22. November 2024

Wildnis Teil 3: Mein Coming out

Vor genau 6 Jahren saß ich mit Banker Helmut Elsner in einer Zelle im Gefängnis. Es war ihm sehr wichtig, ständig klassische Musik und vor allem Opernarien zu hören. Ich ließ ihn gewähren. Als ich einmal in 105 Tagen 3 Bücher aus der Gefängnisbibliothek bekam, fragte er mich, worum es darin gehe. Eines handelte davon, dass ein Pärchen die Winternacht über dem 80. Grad nördlicher Länge im Franz-Josefs Land verbracht hatte. Niemals würde er das tun wollen, sagte er, da bleibe er lieber für immer hier im Gefängnis. Seltsam, meinte ich, da würde ich viel lieber dort sein, als frei in einer Stadt. Das Geheul wilder Wölfe würde mich viel mehr berühren, als jede Opernarie jemals könnte. Das wollte er mir gar nicht glauben.

Doch, ich gestehe es: ich mache mir nichts aus Musik. Wenn ich nie wieder Musik hören könnte, aber dafür das Maunzen eines männlichen Luchses in der Winternacht, das Krachen der Hörner streitender Steinböcke im Hochgebirge und das Singen der Vögel um 4 Uhr früh in einem Urwald, so würde ich sofort tauschen.

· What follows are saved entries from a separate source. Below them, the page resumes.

//! Output sanitizer
//!
//! Gates an agent result through the rule engine and redacts fenced system
//! blocks from content that passes.

use super::engine::evaluate_with_limit;
use super::rule::{Direction, Rule};
use crate::swarm::{AgentOutput, AgentResult};
use crate::{Result, SwarmGateError};
use lazy_static::lazy_static;
use regex::Regex;
use serde::Serialize;
use std::borrow::Cow;
use tracing::{debug, warn};

/// Replacement for a redacted system block
pub const REDACTION_MARKER: &str = "[REDACTED: system block]";

lazy_static! {
    // Lazy body so two system blocks never merge into one match
    static ref SYSTEM_BLOCK: Regex =
        Regex::new(r"(?s)```[ \t]*system\b.*?```").expect("System block pattern must compile");
}

/// Agent output that passed the firewall
#[derive(Debug, Clone, PartialEq, Serialize)]
pub struct CleanedOutput {
    /// The fields of the original result, untouched
    pub original: AgentOutput,
    /// Payload text with system blocks redacted
    pub text: String,
    pub sanitized: bool,
    /// Tag from the passing verdict, for downstream routing
    pub tag: Option<String>,
}

impl CleanedOutput {
    pub fn needs_review(&self) -> bool {
        self.tag.as_deref() == Some(super::policy::NEEDS_REVIEW)
    }
}

/// Run an agent result through the firewall
///
/// Failed results are returned as [`SwarmGateError::Upstream`] without being
/// evaluated. Blocked content becomes [`SwarmGateError::Blocked`] carrying the
/// verdict's reason.
pub fn sanitize(result: &AgentResult, rules: &[Rule], direction: Direction) -> Result<CleanedOutput> {
    sanitize_with_limit(result, rules, direction, super::engine::MAX_OUTPUT_SIZE)
}

/// Same as [`sanitize`] with an explicit size limit
pub fn sanitize_with_limit(
    result: &AgentResult,
    rules: &[Rule],
    direction: Direction,
    max_size: usize,
) -> Result<CleanedOutput> {
    let output = match result {
        Ok(output) => output,
        Err(failure) => return Err(SwarmGateError::Upstream(failure.clone())),
    };

    let payload = output.payload();
    let verdict = evaluate_with_limit(payload, rules, direction, max_size);

    if verdict.is_blocked() {
        let reason = verdict
            .reason
            .unwrap_or_else(|| super::engine::NO_RULE_MATCHED.to_string());
        warn!(%direction, %reason, "Agent output blocked");
        return Err(SwarmGateError::Blocked { reason });
    }

    Ok(CleanedOutput {
        original: output.clone(),
        text: redact_system_blocks(payload).into_owned(),
        sanitized: true,
        tag: verdict.tag,
    })
}

/// Replace every fenced `system` block with [`REDACTION_MARKER`]
///
/// Idempotent: the marker never matches the block pattern.
pub fn redact_system_blocks(text: &str) -> Cow<'_, str> {
    let count = SYSTEM_BLOCK.find_iter(text).count();
    if count == 0 {
        return Cow::Borrowed(text);
    }

    debug!(count, "Redacting system blocks");
    crate::metrics::record_redactions(count);
    SYSTEM_BLOCK.replace_all(text, REDACTION_MARKER)
}
//! Agent swarm scheduling
//!
//! Spawns budget-bounded agents and runs them in bounded batches.
//!
//! # Overview
//!
//! - **Agent Lifecycle**: `pending -> running -> completed | failed | timeout`,
//!   forward only
//! - **Budget Allocation**: each child gets a fraction of the parent budget
//! - **Pool Scheduling**: at most four agents in flight, five minutes each
//! - **Executor Seam**: the actual work is done by a [`TaskExecutor`] supplied
//!   by the caller
//!
//! # Example
//!
//! ```ignore
//! use swarmgate::swarm::{AgentOutput, AgentPool, SpawnRequest, TaskRequest};
//!
//! let pool = AgentPool::new(100.0, |req: &TaskRequest| {
//!     Ok(AgentOutput::with_response(format!("done: {}", req.task)))
//! });
//!
//! let agent = pool.spawn(SpawnRequest::new("Summarize findings", 0.25))?;
//! assert_eq!(agent.budget(), 25.0);
//!
//! let results = pool.run_all();
//! for agent in results.values() {
//!     println!("{}: {}", agent.id(), agent.status());
//! }
//! ```

mod agent;
mod budget;
mod executor;
mod pool;

pub use agent::{
    parse_agent_result, Agent, AgentFailure, AgentOutput, AgentResult, AgentStatus, FailureKind,
    DEFAULT_SCOPE, PAYLOAD_FIELDS,
};
pub use budget::{allocate, allocate_checked};
pub use executor::{execute_request, TaskExecutor, TaskRequest};
pub use pool::{AgentPool, PoolStats, SpawnRequest, AGENT_TIMEOUT, MAX_CONCURRENT};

Ich gestehe, ich mache mir nicht viel aus Kunst, Malerei, Theater oder Filmen. Viel lieber sehe ich die majestätische Größe von Felswänden, die unendliche Weite der Arktis, das strukturierte Chaos im wilden Wald und den Vollmond hinter der Silhouette einer uralten Tanne.

Auch aus Büchern mache ich mir nicht viel, da höre ich lieber Geschichten am abendlichen Lagerfeuer. Und wenn ich in unberührter Wildnis leben dürfte, dann würde ich sogar mein Liebstes in der Zivilisation, die Naturwissenschaften und ihre bewegenden Einsichten, dafür aufgeben.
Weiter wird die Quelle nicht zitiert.